Mayors have varying degrees of power and influence. But one thing they have in common is a unique position from which they can – and should – speak for and to the people of their cities.
This power might be a purely cultural one, but it is hugely important.
So on this basis alone, the response last week of Cologne’s mayor Henriette Reker to the mass attacks on women which took place on New Year’s Eve and which were then covered up by a dutiful police force and media, was utterly shameful.
Reker put the onus on the city’s women, talking of a ‘code of conduct’ which they should perhaps adopt. By putting political dogma before the safety of citizens, Reker took ‘cultural cringe’ to a whole new level.
If she had any self-awareness, she would be considering her position.
The fact that she felt she could say what she did – that it presumably didn’t occur to her that a more robust defence of her city’s values might be more in keeping – speaks volumes.
Europe’s elites are characterised by cultural self-loathing, combined with a heavy dose of cowardice.
Of course Britain has experienced something similar but different, in the systematic rape and sexual assault of young girls in Rotherham. The multicultural boat could not be rocked, so there was appalling police inaction and cover-up.
Now, across Europe, each day brings new revelations of attacks on women – most recently in Sweden, as reported here by Breitbart London – which have been effectively tolerated and then covered up by the authorities.
The public’s profound unease is completely understandable, as is their consequent diminishing trust in the media.
The contradictions in the public doctrine of multiculturalism are now recognised and openly discussed, from Trevor Philips through to David Cameron and (yes) Angela Merkel. It is no longer beyond the pale to believe that it has caused more problems than it has solved.
Whether it be in the toleration of sharia courts, or the turning of a blind eye to cultural practices which go against our laws, too often it has been women who have been the victims of those problems.
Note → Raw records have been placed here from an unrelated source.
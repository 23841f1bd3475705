//! Tests for the in-memory store.

use super::*;
use crate::webhook_log::SOURCE_VERCEL;
use crate::ProjectId;
use serde_json::json;

fn user(id: &str) -> UserId {
    UserId::new(id).unwrap()
}

fn key(project: &str) -> CapabilityKey {
    CapabilityKey::for_vercel_project(&ProjectId::new(project).unwrap())
}

fn new_log(user_id: &str, deployment: &str) -> NewWebhookLog {
    NewWebhookLog {
        user_id: Some(user(user_id)),
        source: SOURCE_VERCEL.to_string(),
        event: "deployment.error".to_string(),
        deployment_id: Some(DeploymentId::new(deployment).unwrap()),
        payload: json!({ "type": "deployment.error" }),
    }
}

// ============================================================================
// Integration configs
// ============================================================================

#[tokio::test]
async fn test_upsert_keeps_single_row_per_user_and_key() {
    let store = InMemoryStore::new();

    store
        .upsert(&user("u1"), &key("p1"), true, json!({ "webhookId": "h1", "secret": "a" }))
        .await
        .unwrap();
    let second = store
        .upsert(&user("u1"), &key("p1"), true, json!({ "webhookId": "h2", "secret": "b" }))
        .await
        .unwrap();

    assert_eq!(store.config_count().await, 1);
    assert_eq!(second.config["webhookId"], "h2");
}

#[tokio::test]
async fn test_update_requires_existing_row() {
    let store = InMemoryStore::new();
    let result = store.update(&user("u1"), &key("p1"), false, json!({})).await;
    assert!(matches!(result, Err(StorageError::ConfigNotFound { .. })));
}

#[tokio::test]
async fn test_find_enabled_skips_disabled_rows() {
    let store = InMemoryStore::new();
    store
        .upsert(&user("u1"), &key("p1"), false, json!({}))
        .await
        .unwrap();
    assert!(store.find_enabled_by_key(&key("p1")).await.unwrap().is_none());

    store
        .upsert(&user("u2"), &key("p1"), true, json!({ "webhookId": "h", "secret": "s" }))
        .await
        .unwrap();
    let found = store.find_enabled_by_key(&key("p1")).await.unwrap().unwrap();
    assert_eq!(found.user_id, user("u2"));
}

#[tokio::test]
async fn test_list_for_user_filters_by_prefix() {
    let store = InMemoryStore::new();
    store
        .upsert(&user("u1"), &key("p1"), true, json!({}))
        .await
        .unwrap();
    store
        .upsert(&user("u1"), &key("p2"), false, json!({}))
        .await
        .unwrap();
    store
        .upsert(&user("u2"), &key("p3"), true, json!({}))
        .await
        .unwrap();

    let rows = store
        .list_for_user(&user("u1"), CapabilityKey::VERCEL_PROJECT_PREFIX)
        .await
        .unwrap();
    assert_eq!(rows.len(), 2);
}

// ============================================================================
// Webhook logs
// ============================================================================

#[tokio::test]
async fn test_list_recent_is_newest_first_and_limited() {
    let store = InMemoryStore::new();
    for deployment in ["d1", "d2", "d3"] {
        store.create(new_log("u1", deployment)).await.unwrap();
    }
    store.create(new_log("u2", "d4")).await.unwrap();

    let query = WebhookLogQuery::for_user(user("u1")).with_limit(2);
    let logs = store.list_recent(&query).await.unwrap();

    let ids: Vec<_> = logs
        .iter()
        .map(|l| l.deployment_id.as_ref().unwrap().as_str())
        .collect();
    assert_eq!(ids, vec!["d3", "d2"]);
}

#[tokio::test]
async fn test_complete_is_single_shot() {
    let store = InMemoryStore::new();
    let log = store.create(new_log("u1", "d1")).await.unwrap();

    store
        .complete(
            &log.id,
            LogOutcome::Success {
                session_id: "s1".to_string(),
            },
        )
        .await
        .unwrap();

    let second = store
        .complete(
            &log.id,
            LogOutcome::Failed {
                error: "late".to_string(),
            },
        )
        .await;
    assert!(matches!(second, Err(StorageError::AlreadyTerminal { .. })));

    let stored = WebhookLogStore::get(&store, &log.id).await.unwrap().unwrap();
    assert_eq!(stored.status, LogStatus::Success);
}

#[tokio::test]
async fn test_complete_unknown_log() {
    let store = InMemoryStore::new();
    let result = store
        .complete(
            &WebhookLogId::new(),
            LogOutcome::Failed {
                error: "x".to_string(),
            },
        )
        .await;
    assert!(matches!(result, Err(StorageError::LogNotFound { .. })));
}

#[tokio::test]
async fn test_find_active_ignores_failed_rows() {
    let store = InMemoryStore::new();
    let failed = store.create(new_log("u1", "d1")).await.unwrap();
    store
        .complete(
            &failed.id,
            LogOutcome::Failed {
                error: "x".to_string(),
            },
        )
        .await
        .unwrap();

    let deployment = DeploymentId::new("d1").unwrap();
    assert!(store
        .find_active_for_deployment(&deployment)
        .await
        .unwrap()
        .is_none());

    let processing = store.create(new_log("u1", "d1")).await.unwrap();
    let found = store
        .find_active_for_deployment(&deployment)
        .await
        .unwrap()
        .unwrap();
    assert_eq!(found.id, processing.id);
}

#[tokio::test]
async fn test_create_unless_active_returns_existing_row() {
    let store = InMemoryStore::new();

    let first = match store.create_unless_active(new_log("u1", "d1")).await.unwrap() {
        LogCreation::Created(log) => log,
        other => panic!("expected a new row, got {:?}", other),
    };
    let second = store.create_unless_active(new_log("u1", "d1")).await.unwrap();

    assert_eq!(second, LogCreation::Existing(first));
    assert_eq!(store.log_count().await, 1);
}

#[tokio::test]
async fn test_concurrent_create_unless_active_inserts_once() {
    let store = InMemoryStore::new();

    let handles: Vec<_> = (0..8)
        .map(|_| {
            let store = store.clone();
            tokio::spawn(async move { store.create_unless_active(new_log("u1", "d1")).await })
        })
        .collect();

    let mut created = 0;
    for handle in handles {
        if let LogCreation::Created(_) = handle.await.unwrap().unwrap() {
            created += 1;
        }
    }
    assert_eq!(created, 1);
    assert_eq!(store.log_count().await, 1);
}

#[tokio::test]
async fn test_stale_processing_uses_cutoff() {
    let store = InMemoryStore::new();
    let log = store.create(new_log("u1", "d1")).await.unwrap();

    let past = log.updated_at.subtract_duration(std::time::Duration::from_secs(60));
    assert!(store.list_stale_processing(past).await.unwrap().is_empty());

    tokio::time::sleep(std::time::Duration::from_millis(5)).await;
    let stale = store.list_stale_processing(Timestamp::now()).await.unwrap();
    assert_eq!(stale.len(), 1);
}
//! # Stale Log Sweeper
//!
//! A run that crashes between creating its log row and writing the terminal
//! status leaves the row at `processing`. The sweeper marks such rows
//! `failed` once they have not been touched for the configured staleness
//! window. Rows are never requeued.

use crate::storage::StorageError;
use crate::webhook_log::{LogOutcome, WebhookLogStore};
use crate::Timestamp;
use std::sync::Arc;
use std::time::Duration;
use tokio::sync::watch;
use tracing::{debug, error, info, instrument, warn};

/// Marks abandoned `processing` rows as failed
pub struct StaleLogSweeper {
    logs: Arc<dyn WebhookLogStore>,
    stale_after: Duration,
}

impl StaleLogSweeper {
    pub fn new(logs: Arc<dyn WebhookLogStore>, stale_after: Duration) -> Self {
        Self { logs, stale_after }
    }

    /// Fail every stale row once; returns the number of rows marked
    #[instrument(skip(self), fields(stale_after_secs = self.stale_after.as_secs()))]
    pub async fn sweep_once(&self) -> Result<usize, StorageError> {
        let cutoff = Timestamp::now().subtract_duration(self.stale_after);
        let stale = self.logs.list_stale_processing(cutoff).await?;

        let mut marked = 0;
        for log in stale {
            let step = log
                .last_step
                .map(|s| s.to_string())
                .unwrap_or_else(|| "unknown".to_string());
            let outcome = LogOutcome::Failed {
                error: format!(
                    "Workflow abandoned after step '{}'; no status update within {}s",
                    step,
                    self.stale_after.as_secs()
                ),
            };

            match self.logs.complete(&log.id, outcome).await {
                Ok(_) => {
                    warn!(log_id = %log.id, last_step = %step, "Marked stale workflow as failed");
                    marked += 1;
                }
                // The run finished between the listing and this write
                Err(StorageError::AlreadyTerminal { .. }) => {
                    debug!(log_id = %log.id, "Row completed concurrently");
                }
                Err(e) => return Err(e),
            }
        }

        Ok(marked)
    }

    /// Sweep on a fixed interval until `shutdown` flips to `true`
    pub async fn run(self, interval: Duration, mut shutdown: watch::Receiver<bool>) {
        info!(interval_secs = interval.as_secs(), "Stale log sweeper started");
        let mut ticker = tokio::time::interval(interval);
        ticker.set_missed_tick_behavior(tokio::time::MissedTickBehavior::Delay);

        loop {
            tokio::select! {
                _ = ticker.tick() => {
                    if let Err(e) = self.sweep_once().await {
                        error!(error = %e, "Stale log sweep failed");
                    }
                }
                changed = shutdown.changed() => {
                    if changed.is_err() || *shutdown.borrow() {
                        break;
                    }
                }
            }
        }

        info!("Stale log sweeper stopped");
    }
}

#[cfg(test)]
#[path = "sweeper_tests.rs"]
mod tests;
I have always believed that a multi-ethnic society such as ours can be successful if it can be united by a common set of values and sense of identity, instead of a constant emphasis on division.
It’s amazing to think that this was once considered outlandish.
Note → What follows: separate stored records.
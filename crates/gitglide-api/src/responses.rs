//! Response envelopes, request bodies, and view types for the API.

use axum::{
    http::StatusCode,
    response::{IntoResponse, Json, Response},
};
use gitglide_core::upstream::ProjectSummary;
use gitglide_core::AnnotatedDeployment;
use serde::{Deserialize, Serialize};
use std::collections::BTreeMap;

// ============================================================================
// Envelopes
// ============================================================================

/// Success envelope: `{success: true, data}`
#[derive(Debug, Serialize)]
pub struct ApiSuccess<T> {
    pub success: bool,
    pub data: T,
}

impl<T: Serialize> ApiSuccess<T> {
    pub fn new(data: T) -> Self {
        Self {
            success: true,
            data,
        }
    }
}

impl<T: Serialize> IntoResponse for ApiSuccess<T> {
    fn into_response(self) -> Response {
        (StatusCode::OK, Json(self)).into_response()
    }
}

/// Error envelope: `{success: false, error: {message, code?}}`
#[derive(Debug, Serialize, Deserialize)]
pub struct ApiErrorBody {
    pub success: bool,
    pub error: ApiErrorDetail,
}

#[derive(Debug, Serialize, Deserialize)]
pub struct ApiErrorDetail {
    pub message: String,
    #[serde(skip_serializing_if = "Option::is_none")]
    pub code: Option<String>,
}

impl ApiErrorBody {
    pub fn new(message: impl Into<String>, code: Option<&str>) -> Self {
        Self {
            success: false,
            error: ApiErrorDetail {
                message: message.into(),
                code: code.map(str::to_string),
            },
        }
    }
}

// ============================================================================
// Webhook
// ============================================================================

/// Acknowledgement for every accepted or ignored delivery
#[derive(Debug, Serialize)]
pub struct ReceivedResponse {
    pub received: bool,
}

// ============================================================================
// Integrations
// ============================================================================

/// Body of the auto-fix toggle command
#[derive(Debug, Deserialize)]
#[serde(rename_all = "camelCase")]
pub struct ToggleRequest {
    pub project_id: String,
    pub enabled: bool,
}

/// A project with its auto-fix state
#[derive(Debug, Clone, PartialEq, Serialize)]
#[serde(rename_all = "camelCase")]
pub struct ProjectView {
    pub id: String,
    pub name: Option<String>,
    pub framework: Option<String>,
    pub enabled: bool,
    pub has_linked_repo: bool,
}

impl ProjectView {
    pub fn from_summary(project: ProjectSummary, enabled: bool) -> Self {
        let has_linked_repo = project.has_linked_repo();
        Self {
            id: project.id,
            name: project.name,
            framework: project.framework,
            enabled,
            has_linked_repo,
        }
    }
}

#[derive(Debug, Serialize)]
pub struct ProjectListResponse {
    pub projects: Vec<ProjectView>,
}

#[derive(Debug, Serialize)]
pub struct DeploymentListResponse {
    pub deployments: Vec<AnnotatedDeployment>,
}

// ============================================================================
// Credentials
// ============================================================================

/// Whether a provider credential is stored, and its masked form
#[derive(Debug, Clone, PartialEq, Serialize)]
#[serde(rename_all = "camelCase")]
pub struct KeyStatus {
    pub is_set: bool,
    pub masked: Option<String>,
}

#[derive(Debug, Serialize)]
pub struct KeysResponse {
    pub providers: BTreeMap<&'static str, KeyStatus>,
}

#[derive(Debug, Deserialize)]
pub struct SetKeyRequest {
    pub provider: String,
    pub key: String,
}

// ============================================================================
// Health
// ============================================================================

/// Liveness response
#[derive(Debug, Serialize)]
pub struct HealthResponse {
    pub status: String,
    pub timestamp: String,
    pub version: String,
}

/// Readiness response
#[derive(Debug, Serialize)]
pub struct ReadinessResponse {
    pub ready: bool,
    pub timestamp: String,
    pub checks: BTreeMap<String, String>,
}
It can be difficult to explain this crucial difference in a city like London. More than one TV interviewer has asked me how, as UKIP’s Mayoral candidate, I can appeal to such a multicultural place as our capital.
But this is to miss the point entirely.
Like anybody else, I enjoy the huge profusion of completely diverse cuisine, fashion and music. Indeed the different cultural influences on our city are so big and ingrained it’s easy to take them for granted.
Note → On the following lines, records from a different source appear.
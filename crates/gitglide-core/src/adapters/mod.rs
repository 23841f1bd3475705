//! # Adapters
//!
//! Concrete implementations of the storage, vault and queue traits.
//!
//! - [`InMemoryStore`]: integration configs and audit rows held in memory
//! - [`FileBackedStore`]: the same state persisted as a JSON snapshot
//! - [`InMemoryCredentialVault`]: process-local provider credentials
//! - [`InMemoryEventQueue`]: process-local hand-off queue
//! - [`FileBackedEventQueue`]: the same queue persisted as a JSON snapshot

pub mod file_queue;
pub mod file_store;
pub mod memory_queue;
pub mod memory_store;
pub mod memory_vault;

pub use file_queue::FileBackedEventQueue;
pub use file_store::FileBackedStore;
pub use memory_queue::{DeadLetteredEvent, InMemoryEventQueue};
pub use memory_store::InMemoryStore;
pub use memory_vault::InMemoryCredentialVault;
But this is not the same thing as ensuring and, indeed, standing up for the common values and laws which should and must underpin any cohesive society.
Here, as across Europe, one of those values – enshrined in our legal system – is that everybody is equal before the law regardless of their gender, sexuality or ethnicity.
Mayor Reker should not only have said that the full force of the law would be used to punish those men who systematically abused, robbed and attacked the women of Cologne.
She should also have said that the cultural attitudes from which such actions spring have no place in Europe or its cities, that they will never be explained away in the name of cultural sensitivity, and that they will never be tolerated.